# Mechanisms of Hepatocyte Polarization and Apical Tube Formation

> **NIH DK R01** · UNIVERSITY OF PENNSYLVANIA · 2026 · $697,454

## Abstract

Project Summary/Abstract:
The vital functions of the liver—detoxification, serum protein synthesis, and bile production—critically depend
on the establishment of a unique hepatic polarity and the formation of bile canaliculi (BC). Defects in these
processes contribute to serious liver diseases, including cholestasis and hepatocarcinoma. Using the rat
hepatocyte line Can 10, the only known cells that can proliferate and form “tubular” BCs in vitro resembling
those in vivo, we discovered that hepatocyte polarization and “primordial” BC formation are linked to
cytokinesis. Our collaborative work suggests that this division-linked mechanism underlies BC biogenesis in
mice during liver development and regeneration. However, it remains unclear how hepatic polarity is
established and maintained at the molecular level, and how a primordial BC, formed between daughter cells
at the division site, is remodeled into a tubular BC nestled between aligned hepatocytes produced by
oriented divisions.
We hypothesize that hepatocyte polarization and BC morphogenesis require the spatiotemporal coordination
of cytokinesis with adherens junction and tight junction assembly and remodeling, spindle orientation, and
polarized membrane trafficking. Within this conceptual framework, we address three interrelated questions,
each guided by a specific hypothesis involving key players identified from our genomic and proteomic
screens.

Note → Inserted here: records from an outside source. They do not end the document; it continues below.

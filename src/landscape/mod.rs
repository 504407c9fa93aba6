//! Terrain collaborator model.
//!
//! The host engine owns the actual landscape actors, heightmap storage and
//! collision world. This module models the slice of them the scattering
//! system needs: per-component geometry/section info, opaque texture
//! handles for the compute dispatch, and a liveness-checked handle scheme
//! (`Arc` on the host side, `Weak` inside cache entries).

use std::sync::Arc;

use crate::core::types::{IVec2, Mat4, Vec3};
use crate::math::Aabb;

/// Opaque reference to a GPU texture owned by the host (heightmap or
/// weightmap). The compute driver resolves it; this crate never reads it.
#[derive(Clone, Copy, Debug, PartialEq, Eq, Hash)]
pub struct TextureHandle(pub u64);

/// Stable identity of one landscape surface component. Part of the cache
/// key; must not be reused while any cache may still reference it.
#[derive(Clone, Copy, Debug, PartialEq, Eq, Hash, PartialOrd, Ord)]
pub struct ComponentId(pub u64);

/// Stable identity of one terrain (a group of landscape components sharing
/// an origin and draw scale).
#[derive(Clone, Copy, Debug, PartialEq, Eq, Hash)]
pub struct TerrainId(pub u64);

/// One named weightmap channel allocation on a landscape component.
#[derive(Clone, Debug)]
pub struct WeightmapLayer {
    pub layer_name: String,
    /// Index into `LandscapeComponent::weightmaps`.
    pub texture_index: usize,
    /// Channel within that texture (0..=3).
    pub channel: u32,
}

/// One landscape surface component: a square patch of `size_quads` quads
/// with its own heightmap region and weightmap allocations.
#[derive(Debug)]
pub struct LandscapeComponent {
    pub id: ComponentId,
    pub name: String,
    /// Section base in quad coordinates, terrain-relative.
    pub section_base: IVec2,
    pub size_quads: i32,
    /// Bounds in component-local space.
    pub local_bounds: Aabb,
    /// Component-local to world.
    pub transform: Mat4,
    pub heightmap: TextureHandle,
    pub weightmaps: Vec<TextureHandle>,
    pub weightmap_layers: Vec<WeightmapLayer>,
}

impl LandscapeComponent {
    /// World-space bounds of this component.
    pub fn world_bounds(&self) -> Aabb {
        self.local_bounds.transformed(&self.transform)
    }

    /// Find the weightmap texture/channel whose layer name contains
    /// `spawn_layer`, case-sensitive, the same way the terrain paint
    /// tooling names layers. When several allocations match, the last
    /// one wins.
    pub fn find_spawn_layer(&self, spawn_layer: &str) -> Option<(TextureHandle, u32)> {
        let mut found = None;
        for layer in &self.weightmap_layers {
            if layer.layer_name.contains(spawn_layer) {
                if let Some(texture) = self.weightmaps.get(layer.texture_index) {
                    found = Some((*texture, layer.channel));
                }
            }
        }
        found
    }
}

/// A terrain: shared origin, scale and section offset plus its surface
/// components. Components are `Arc`-shared so cache entries can hold weak
/// references and detect removal.
#[derive(Debug)]
pub struct Terrain {
    pub id: TerrainId,
    pub name: String,
    pub location: Vec3,
    /// Per-axis world units per quad.
    pub draw_scale: Vec3,
    /// Section offset of this terrain within the world grid.
    pub section_offset: IVec2,
    /// Terrain-to-world with scale removed; foliage components are placed
    /// at this transform so instance data stays in unscaled terrain space.
    pub transform_no_scale: Mat4,
    pub components: Vec<Arc<LandscapeComponent>>,
}

impl Terrain {
    /// Union of all component world bounds. Used for region assignment.
    pub fn world_bounds(&self) -> Aabb {
        let mut out = Aabb::new(Vec3::INFINITY, Vec3::NEG_INFINITY);
        for comp in &self.components {
            out = out.merged(&comp.world_bounds());
        }
        out
    }
}

/// Narrow-phase collision probe against landscape geometry, used by the
/// optional close-landscape check during transform builds. Implemented by
/// the host; expensive, off by default.
pub trait SurfaceProbe: Send + Sync {
    /// Whether a short vertical sweep around `point` hits landscape
    /// geometry.
    fn is_on_landscape(&self, point: Vec3) -> bool;
}


#[cfg(test)]
mod tests {
    use super::*;

    #[test]
    fn test_find_spawn_layer() {
        let comp = test_fixtures::component(
            1,
            "lc_0",
            IVec2::ZERO,
            vec![
                WeightmapLayer {
                    layer_name: "Rock".into(),
                    texture_index: 0,
                    channel: 0,
                },
                WeightmapLayer {
                    layer_name: "GrassMeadow".into(),
                    texture_index: 0,
                    channel: 2,
                },
            ],
        );
        let (tex, channel) = comp.find_spawn_layer("Grass").unwrap();
        assert_eq!(tex, TextureHandle(0));
        assert_eq!(channel, 2);
        assert!(comp.find_spawn_layer("Sand").is_none());
    }

    #[test]
    fn test_find_spawn_layer_last_match_wins() {
        let comp = test_fixtures::component(
            1,
            "lc_0",
            IVec2::ZERO,
            vec![
                WeightmapLayer {
                    layer_name: "GrassA".into(),
                    texture_index: 0,
                    channel: 0,
                },
                WeightmapLayer {
                    layer_name: "GrassB".into(),
                    texture_index: 0,
                    channel: 2,
                },
            ],
        );
        let (_, channel) = comp.find_spawn_layer("Grass").unwrap();
        assert_eq!(channel, 2);
    }

    #[test]
    fn test_world_bounds_offset() {
        let comp = test_fixtures::component(2, "lc_1", IVec2::new(63, 0), vec![]);
        let bounds = comp.world_bounds();
        assert_eq!(bounds.min.x, 63.0);
        assert_eq!(bounds.max.x, 126.0);
    }
}
/// Scatter state for one terrain.
pub struct ScatterBuilder {
    terrain: Arc<Terrain>,
    kinds: Vec<ScatterKind>,
    cache: GrassCache,
    foliage: FoliageRegistry,
    worker: BuildWorker,
    /// Finished builds waiting for their apply slot.
    done: Vec<TransformBuild>,
}
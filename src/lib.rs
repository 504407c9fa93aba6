//! Veldt - GPU-driven grass scattering for large terrains
//!
//! Scatters dense foliage instances across terrain surfaces with a GPU
//! compute pass, streams placement results back asynchronously, and builds
//! spatially-sorted instance buffers plus cluster trees for hierarchical
//! instanced rendering. The compute shader execution engine and the
//! renderer itself are external collaborators behind narrow traits.

pub mod core;
pub mod math;
pub mod landscape;
pub mod variety;
pub mod foliage;
pub mod instance;
pub mod cache;
pub mod gpu;
pub mod builder;
pub mod system;
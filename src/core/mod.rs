//! Core types and utilities

pub mod types;
pub mod error;
pub mod logging;
pub mod config;
pub mod time;

pub use types::*;
pub use error::Error;
pub use config::ScatterConfig;
pub use time::FrameClock;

In Aim 1, we will investigate the mechanisms underlying our surprising finding that knockdown of
Epithelial(E)-cadherin impairs BC elongation, whereas knockdown of Neural(N)-cadherin causes a switch
from hepatic polarity to columnar polarity. While both cadherins are required for establishing hepatic polarity
at the division site, E-cadherin promotes BC elongation via GEF-mediated Rho activation, whereas N-
cadherin maintains hepatic polarity via GAP-mediated Rho inactivation. In Aim 2, we will determine how the
actin-binding LIM domain proteins Ablim1 and Alblim3 f

## Key facts

- **NIH application ID:** 11364592
- **Project number:** 2R01DK128861-05A1
- **Recipient organization:** UNIVERSITY OF PENNSYLVANIA
- **Principal Investigator:** Erfei  Bi
- **Activity code:** R01 (R01, R21, SBIR, etc.)
- **Funding institute:** DK
- **Fiscal year:** 2026
- **Award amount:** $697,454
- **Award type:** 2
- **Project period:** 2021-07-01T00:00:00 → 2030-03-31T00:00:00

## Primary source

NIH RePORTER: https://reporter.nih.gov/project-details/11364592

## Citation

> US National Institutes of Health, RePORTER application 11364592, Mechanisms of Hepatocyte Polarization and Apical Tube Formation (2R01DK128861-05A1). Retrieved via AI Analytics 2026-07-03 from https://api.ai-analytics.org/grant/nih/11364592. Licensed CC0.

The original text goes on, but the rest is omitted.